The chemistry between the two may be odd, but they make a good team, constantly trying to prove themselves to one another while each pretending not to care. In their first scene together, Valerian asks Laureline to marry him — a strangely old-fashioned demand, given the 28th-century setting, that plays like a 1950s ploy to seduce the virginal preacher’s daughter. And yet, in so many ways, she seems worldlier than he does, right down to the film’s climactic monologue, in which Laureline lectures Valerian on the meaning of love.

Most of the time, he’s too busy following orders to question what his superiors are asking, but such blind obedience has its bounds, since the plot of “Valerian” concerns a vast military coverup for a cataclysm Besson depicts in the film’s opening minutes: the near-annihilation of a seemingly primitive, yet peaceful species known as Pearls. Tall, slender and scantily dressed, like “Avatar’s” Na’vi, with bald heads and iridescent opaline skin, the Pearl are the most elegant and expressive of the movie’s many computer-generated aliens. Their long limbs give them a graceful, supermodel gait, while their faces are nuanced enough to convey even subtle emotions — testament to just how sophisticated performance capture technology has become, even in someone other than Andy Serkis’ hands.
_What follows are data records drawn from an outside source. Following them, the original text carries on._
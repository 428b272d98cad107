//! Fleet Cache Facade
//!
//! Wires one session's context into the refresh orchestrator and the live
//! reconciler and exposes the consumer-facing operations.

use std::sync::Arc;

use crate::cache::{
    CacheContext, CacheMetadata, EntityType, FreshnessReport, InvalidationGraph,
    RefreshOrchestrator, RefreshOutcome, RefreshStats,
};
use crate::clock::Clock;
use crate::config::Config;
use crate::fetch::Fetcher;
use crate::live::{DisplayRecord, LiveReconciler};

/// The entity type updated by the live position channel.
pub const LIVE_ENTITY_TYPE: EntityType = EntityType::Trucks;

#[derive(Clone)]
pub struct FleetCache {
    orchestrator: RefreshOrchestrator,
    reconciler: LiveReconciler,
}

impl FleetCache {
    /// Starts a session: every type idle, every table empty.
    pub fn init(config: &Config, fetcher: Arc<dyn Fetcher>, clock: Arc<dyn Clock>) -> Self {
        let ctx = CacheContext::init(clock);
        let orchestrator =
            RefreshOrchestrator::new(ctx.clone(), fetcher, config.ttls, InvalidationGraph::fleet());
        let reconciler = LiveReconciler::new(ctx, LIVE_ENTITY_TYPE, config.live_stale_threshold_ms);
        Self {
            orchestrator,
            reconciler,
        }
    }

    pub fn orchestrator(&self) -> &RefreshOrchestrator {
        &self.orchestrator
    }

    pub fn reconciler(&self) -> &LiveReconciler {
        &self.reconciler
    }

    // == Consumer Operations ==
    pub async fn check_and_maybe_refresh(&self, entity_type: EntityType) -> RefreshOutcome {
        self.orchestrator.check_and_maybe_refresh(entity_type).await
    }

    pub async fn invalidate(&self, entity_type: EntityType) -> Vec<EntityType> {
        self.orchestrator.invalidate(entity_type).await
    }

    pub async fn clear_all(&self) {
        self.orchestrator.clear_all().await
    }

    /// Logout: forget freshness and drop every table.
    pub async fn end_session(&self) {
        self.orchestrator.end_session().await
    }

    // == Reads ==
    pub async fn metadata(&self, entity_type: EntityType) -> CacheMetadata {
        self.orchestrator.metadata(entity_type).await
    }

    pub async fn report(&self, entity_type: EntityType) -> FreshnessReport {
        self.orchestrator.report(entity_type).await
    }

    pub async fn reports(&self) -> Vec<FreshnessReport> {
        self.orchestrator.reports().await
    }

    pub async fn records(&self, entity_type: EntityType) -> Vec<DisplayRecord> {
        self.reconciler.display_records(entity_type).await
    }

    pub async fn record(&self, entity_type: EntityType, id: &str) -> Option<DisplayRecord> {
        self.reconciler.display_record(entity_type, id).await
    }

    pub async fn stats(&self) -> RefreshStats {
        self.orchestrator.context().stats.read().await.clone()
    }
}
Such innovations make it possible for Besson to build upon the multiculturalism of the “Star Wars” series in a big way, taking the intermingling of species in the classic cantina scene and expanding it to a vast city named Alpha, where a seemingly infinite number of aliens happily stick to their roles (like a pre-equal-opportunity Zootopia), while humans of all colors run the show (including Herbie Hancock as the city’s Minister of Defense). No doubt, there are dark and sordid “Blade Runner”-esque corners to this hyper-modern megalopolis, but Besson never lingers long enough for us to play more than fly-by tourist as he follows Valerian and Laureline through these various realms.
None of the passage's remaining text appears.